Identify all lines below that hold "await" and collect them.
BEGIN
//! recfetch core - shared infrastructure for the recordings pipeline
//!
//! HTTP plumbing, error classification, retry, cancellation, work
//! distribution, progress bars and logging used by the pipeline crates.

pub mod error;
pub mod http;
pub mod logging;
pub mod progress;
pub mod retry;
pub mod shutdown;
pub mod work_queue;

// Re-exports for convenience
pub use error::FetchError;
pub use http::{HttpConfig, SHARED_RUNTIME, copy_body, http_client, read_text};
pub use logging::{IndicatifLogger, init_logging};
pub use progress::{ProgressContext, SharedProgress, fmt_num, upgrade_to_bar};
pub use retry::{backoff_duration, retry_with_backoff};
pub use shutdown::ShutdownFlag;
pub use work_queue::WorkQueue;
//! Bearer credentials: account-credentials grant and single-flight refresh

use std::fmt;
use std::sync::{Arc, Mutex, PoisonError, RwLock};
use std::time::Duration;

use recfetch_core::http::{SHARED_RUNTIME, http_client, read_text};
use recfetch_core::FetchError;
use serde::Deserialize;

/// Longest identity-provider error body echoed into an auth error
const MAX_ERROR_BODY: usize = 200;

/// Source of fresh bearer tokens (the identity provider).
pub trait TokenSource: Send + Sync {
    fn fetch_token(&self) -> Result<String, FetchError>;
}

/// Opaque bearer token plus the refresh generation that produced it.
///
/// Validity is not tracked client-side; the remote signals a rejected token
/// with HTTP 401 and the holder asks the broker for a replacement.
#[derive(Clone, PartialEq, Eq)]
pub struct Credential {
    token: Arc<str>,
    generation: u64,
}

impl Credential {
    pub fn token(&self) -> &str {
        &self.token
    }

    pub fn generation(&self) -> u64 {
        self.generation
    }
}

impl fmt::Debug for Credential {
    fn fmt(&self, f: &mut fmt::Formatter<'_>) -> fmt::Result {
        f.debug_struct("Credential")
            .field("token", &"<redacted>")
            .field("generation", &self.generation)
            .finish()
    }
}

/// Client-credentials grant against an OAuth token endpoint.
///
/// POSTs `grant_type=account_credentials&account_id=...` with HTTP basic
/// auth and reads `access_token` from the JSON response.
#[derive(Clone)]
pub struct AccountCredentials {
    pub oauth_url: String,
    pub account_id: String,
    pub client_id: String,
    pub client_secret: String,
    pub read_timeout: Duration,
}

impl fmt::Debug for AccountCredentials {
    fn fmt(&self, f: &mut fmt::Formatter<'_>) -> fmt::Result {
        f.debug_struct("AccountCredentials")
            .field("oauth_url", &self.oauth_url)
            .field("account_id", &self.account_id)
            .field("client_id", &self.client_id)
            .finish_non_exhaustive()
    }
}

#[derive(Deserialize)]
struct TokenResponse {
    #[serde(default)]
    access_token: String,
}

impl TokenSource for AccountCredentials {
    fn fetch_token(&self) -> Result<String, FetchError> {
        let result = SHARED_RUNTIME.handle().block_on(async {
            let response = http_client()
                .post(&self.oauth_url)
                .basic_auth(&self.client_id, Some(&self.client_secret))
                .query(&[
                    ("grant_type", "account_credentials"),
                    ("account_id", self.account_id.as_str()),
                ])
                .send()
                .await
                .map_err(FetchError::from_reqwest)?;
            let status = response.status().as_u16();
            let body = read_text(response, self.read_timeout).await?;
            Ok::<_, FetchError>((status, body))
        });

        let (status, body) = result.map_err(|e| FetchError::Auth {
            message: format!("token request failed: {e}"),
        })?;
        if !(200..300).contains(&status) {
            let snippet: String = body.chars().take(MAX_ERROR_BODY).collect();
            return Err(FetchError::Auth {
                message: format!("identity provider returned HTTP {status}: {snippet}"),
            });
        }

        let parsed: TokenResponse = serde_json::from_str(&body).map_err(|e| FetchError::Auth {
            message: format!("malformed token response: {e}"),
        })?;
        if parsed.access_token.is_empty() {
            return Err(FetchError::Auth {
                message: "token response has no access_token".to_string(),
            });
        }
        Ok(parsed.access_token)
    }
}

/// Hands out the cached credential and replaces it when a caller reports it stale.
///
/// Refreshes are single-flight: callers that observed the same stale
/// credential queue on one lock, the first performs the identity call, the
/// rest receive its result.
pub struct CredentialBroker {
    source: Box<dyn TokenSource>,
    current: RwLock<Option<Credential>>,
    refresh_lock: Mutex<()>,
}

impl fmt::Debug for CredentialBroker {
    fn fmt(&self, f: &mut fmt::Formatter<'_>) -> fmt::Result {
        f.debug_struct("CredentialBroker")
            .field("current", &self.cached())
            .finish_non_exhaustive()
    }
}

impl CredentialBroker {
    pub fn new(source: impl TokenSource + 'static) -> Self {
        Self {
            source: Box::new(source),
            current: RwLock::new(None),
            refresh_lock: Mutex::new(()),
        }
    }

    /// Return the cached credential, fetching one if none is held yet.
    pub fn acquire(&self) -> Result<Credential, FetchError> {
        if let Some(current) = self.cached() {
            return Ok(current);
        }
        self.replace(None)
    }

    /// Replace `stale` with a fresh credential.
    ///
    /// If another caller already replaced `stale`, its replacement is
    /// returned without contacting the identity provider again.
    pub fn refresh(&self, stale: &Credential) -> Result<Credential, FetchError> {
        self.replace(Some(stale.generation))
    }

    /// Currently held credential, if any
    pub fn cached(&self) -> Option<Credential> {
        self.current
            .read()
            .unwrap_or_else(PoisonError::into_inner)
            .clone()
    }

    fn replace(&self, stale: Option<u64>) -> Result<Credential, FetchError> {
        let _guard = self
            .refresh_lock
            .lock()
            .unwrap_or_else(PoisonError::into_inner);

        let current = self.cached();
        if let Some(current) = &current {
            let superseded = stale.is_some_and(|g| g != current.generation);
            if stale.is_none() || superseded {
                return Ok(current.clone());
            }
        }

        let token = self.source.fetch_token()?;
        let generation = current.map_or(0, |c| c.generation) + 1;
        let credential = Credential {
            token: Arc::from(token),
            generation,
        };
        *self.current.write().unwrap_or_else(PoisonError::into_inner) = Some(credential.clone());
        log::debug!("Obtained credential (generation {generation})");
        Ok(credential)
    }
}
END
**Answer to this problem:**
                .await
            let body = read_text(response, self.read_timeout).await?;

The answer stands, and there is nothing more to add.